The Post deployed teams of journalists to visit a dozen hotspots across the globe, where they interviewed scientists, government officials, planners, farmers, fishers, and others to portray the impact of living in a hot zone. The series delivered data-rich, accessible coverage that conveyed the urgency of the planet’s rapidly changing climate.

“Today in this country we are single-mindedly focused on a public-health crisis. But another worldwide public-health crisis is upon us,” said Martin Baron, executive editor of The Post.

“As with the coronavirus, we are well served if we pay attention to the science. In producing this series, our staff not only paid attention to the science, but also built on it with deeper and more granular analysis. And then, with the full resources of our news organisation, we put a human face to the numbers, showing the severe impact that extreme warming is already having on communities around the world.”

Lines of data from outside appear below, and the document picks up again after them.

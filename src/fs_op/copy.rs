use std::fs::File;
use std::io;
use std::path::Path;

use crate::fs_op::bridge;
use crate::fs_op::create::mkdir_all;
use crate::fs_op::error::{FsOpError, Result};
use crate::fs_op::helpers::{ensure_parent_exists, resolve_target};
use crate::fs_op::list::{list, StatMode};
use crate::fs_op::path::resolve;
use crate::fs_op::stat;

/// Copy `src` to `dst`, recursively when `src` is a directory.
///
/// - A file copied onto an existing directory lands at `dst/basename(src)`.
/// - With `overwrite == false` an existing target file is left alone and the
///   call succeeds.
/// - A directory is merged into `dst` (created when missing), entry by entry
///   in name order.
///
/// Copying a file onto itself (the same path, or a hard link to it) is an
/// error and leaves the file untouched.
///
/// The first failing entry stops the copy; whatever was copied before it
/// stays on disk. Only bytes are copied, not permissions or timestamps.
pub fn copy<P: AsRef<Path>, Q: AsRef<Path>>(src: P, dst: Q, overwrite: bool) -> Result<()> {
    copy_with_buffer(src, dst, overwrite, bridge::DEFAULT_BUFFER_SIZE)
}

/// [`copy`] streaming file contents in chunks of `buffer_size` bytes.
pub fn copy_with_buffer<P: AsRef<Path>, Q: AsRef<Path>>(
    src: P,
    dst: Q,
    overwrite: bool,
    buffer_size: usize,
) -> Result<()> {
    let src = resolve(src);
    let dst = resolve(dst);
    if dst != src && dst.starts_with(&src) && stat::is_dir(&src) {
        return Err(FsOpError::PathContext {
            op: "Copy",
            src,
            dst,
            source: io::Error::new(io::ErrorKind::InvalidInput, "cannot copy a directory into itself"),
        });
    }
    copy_resolved(&src, &dst, overwrite, buffer_size)
}

fn copy_resolved(src: &Path, dst: &Path, overwrite: bool, buffer_size: usize) -> Result<()> {
    let Some(st) = stat::exists(src) else {
        return Err(FsOpError::not_found("Copy", src));
    };

    if !st.is_dir() {
        let target = resolve_target(src, dst);
        let existing = stat::exists(&target);
        if existing.as_ref().is_some_and(|e| e.same_file(&st)) {
            return Err(FsOpError::PathContext {
                op: "Copy",
                src: src.to_path_buf(),
                dst: target,
                source: io::Error::new(io::ErrorKind::InvalidInput, "source and destination are the same file"),
            });
        }
        if !overwrite && existing.is_some() {
            tracing::debug!(target = %target.display(), "copy skipped, target exists");
            return Ok(());
        }
        return copy_file(src, &target, buffer_size);
    }

    if stat::exists(dst).is_none() {
        mkdir_all(dst)?;
    }

    for entry in list(src, StatMode::None, false)?.sorted() {
        copy_resolved(&src.join(&entry.name), &dst.join(&entry.name), overwrite, buffer_size)?;
    }
    Ok(())
}

/// Stream the bytes of one file into `target`, creating its parents.
fn copy_file(src: &Path, target: &Path, buffer_size: usize) -> Result<()> {
    ensure_parent_exists(target)?;
    let context = |source| FsOpError::PathContext {
        op: "Copy",
        src: src.to_path_buf(),
        dst: target.to_path_buf(),
        source,
    };
    let reader = File::open(src).map_err(context)?;
    let writer = File::create(target).map_err(context)?;
    let bytes = bridge::pipe_with_capacity(reader, writer, buffer_size)?;
    tracing::debug!(src = %src.display(), dst = %target.display(), bytes, "copied file");
    Ok(())
}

The Post was named a finalist in three categories. For Breaking News, The Post was recognized for its coverage of back-to-back mass shootings in Dayton, Ohio and El Paso, Texas. In a newsroom-wide effort, The Post covered the brutal human toll as well as the emotional, medical, political and social impact. In capturing the enormity of the moment, the coverage drove home the ongoing threat of gun violence.

At the centre of The Post’s coverage were the victims. A 12-page special section presented the nation’s mass shooting epidemic in stark graphics and photos, publishing the names of all 1,196 mass shooting victims since the University of Texas clock tower massacre in 1966. The display of victims’ faces emphasised the growing frequency and death toll of American mass shootings.

The Post was also a finalist for the Pulitzer Prize for Public Service for its groundbreaking reporting on the opioid crisis in America, which revealed that between 2006 and 2012, drug companies and manufacturers flooded the country with 76 billion pills. After a hard-fought court battle, The Post was able to make public a Drug Enforcement Administration database on the distribution of every pill that served as a road map to the epidemic, connecting the towns and cities most harmed by opioids to the companies that manufactured and distributed them. The Post made the database searchable for the public and other journalists. The data was downloaded more than 44,000 times by individuals interested in doing their own research, and 129 local news outlets produced their own stories based on the data.

Sports columnist Sally Jenkins was a finalist for the Pulitzer Prize for Commentary for the breadth and vigour of her writing, which in 2019 was characteristically fearless and forthright. She wrote with singular clarity, insight and passion on the debasement of language, the secret to the New England Patriots’ success, the fecklessness of the international anti-doping regime, gender pay inequity, U.S. corporate self-censorship in China, college athletic compensation, the women’s national soccer team as an example of female empowerment, the AFC Championship game, misuse of the criminal justice system, and the trivialisation of the Holocaust. Jenkins is bold, whether she is taking on a professional sports league, assailing a global superstar or countering a popular narrative. She writes with blistering power.

Including the 2020 awards, The Washington Post has won 69 Pulitzer Prizes since 1936.